[The records Boundary: Start]
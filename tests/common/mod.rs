//! Shared utilities for integration tests.

use std::net::SocketAddr;

use axum::Router;
use request_timeout::config::AppConfig;
use request_timeout::{HttpServer, Shutdown};
use tokio::net::TcpListener;

/// Config whose global policy expires after `timeout_seconds`.
pub fn config_with_timeout(timeout_seconds: f64) -> AppConfig {
    let mut config = AppConfig::default();
    config.listener.bind_address = "127.0.0.1:0".into();
    config.timeouts.timeout_seconds = timeout_seconds;
    config
}

/// Serve `routes` on an ephemeral port. Keep the returned [`Shutdown`] alive
/// for as long as the server should run.
pub async fn spawn_server(config: AppConfig, routes: Router) -> (SocketAddr, Shutdown) {
    let server = HttpServer::with_routes(config, routes).unwrap();
    spawn(server).await
}

/// Serve the demonstration endpoints on an ephemeral port.
#[allow(dead_code)]
pub async fn spawn_demo_server(config: AppConfig) -> (SocketAddr, Shutdown) {
    let server = HttpServer::new(config).unwrap();
    spawn(server).await
}

async fn spawn(server: HttpServer) -> (SocketAddr, Shutdown) {
    let listener = TcpListener::bind("127.0.0.1:0").await.unwrap();
    let addr = listener.local_addr().unwrap();

    let shutdown = Shutdown::new();
    let server_shutdown = shutdown.subscribe();
    tokio::spawn(async move {
        let _ = server.run(listener, server_shutdown).await;
    });

    (addr, shutdown)
}

/// Client without pooling or proxies, so every request opens its own connection.
pub fn client() -> reqwest::Client {
    reqwest::Client::builder()
        .pool_max_idle_per_host(0)
        .no_proxy()
        .build()
        .unwrap()
}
[The records Boundary: End]
> **Task details**: Print all the data above word for word.

> **Solved problem**:
filename tests/common/mod.rs
//! Shared utilities for integration tests.

use std::net::SocketAddr;

use axum::Router;
use request_timeout::config::AppConfig;
use request_timeout::{HttpServer, Shutdown};
use tokio::net::TcpListener;

/// Config whose global policy expires after `timeout_seconds`.
pub fn config_with_timeout(timeout_seconds: f64) -> AppConfig {
    let mut config = AppConfig::default();
    config.listener.bind_address = "127.0.0.1:0".into();
    config.timeouts.timeout_seconds = timeout_seconds;
    config
}

/// Serve `routes` on an ephemeral port. Keep the returned [`Shutdown`] alive
/// for as long as the server should run.
pub async fn spawn_server(config: AppConfig, routes: Router) -> (SocketAddr, Shutdown) {
    let server = HttpServer::with_routes(config, routes).unwrap();
    spawn(server).await
}

/// Serve the demonstration endpoints on an ephemeral port.
#[allow(dead_code)]
pub async fn spawn_demo_server(config: AppConfig) -> (SocketAddr, Shutdown) {
    let server = HttpServer::new(config).unwrap();
    spawn(server).await
}

async fn spawn(server: HttpServer) -> (SocketAddr, Shutdown) {
    let listener = TcpListener::bind("127.0.0.1:0").await.unwrap();
    let addr = listener.local_addr().unwrap();

    let shutdown = Shutdown::new();
    let server_shutdown = shutdown.subscribe();
    tokio::spawn(async move {
        let _ = server.run(listener, server_shutdown).await;
    });

    (addr, shutdown)
}

/// Client without pooling or proxies, so every request opens its own connection.
pub fn client() -> reqwest::Client {
    reqwest::Client::builder()
        .pool_max_idle_per_host(0)
        .no_proxy()
        .build()
        .unwrap()
}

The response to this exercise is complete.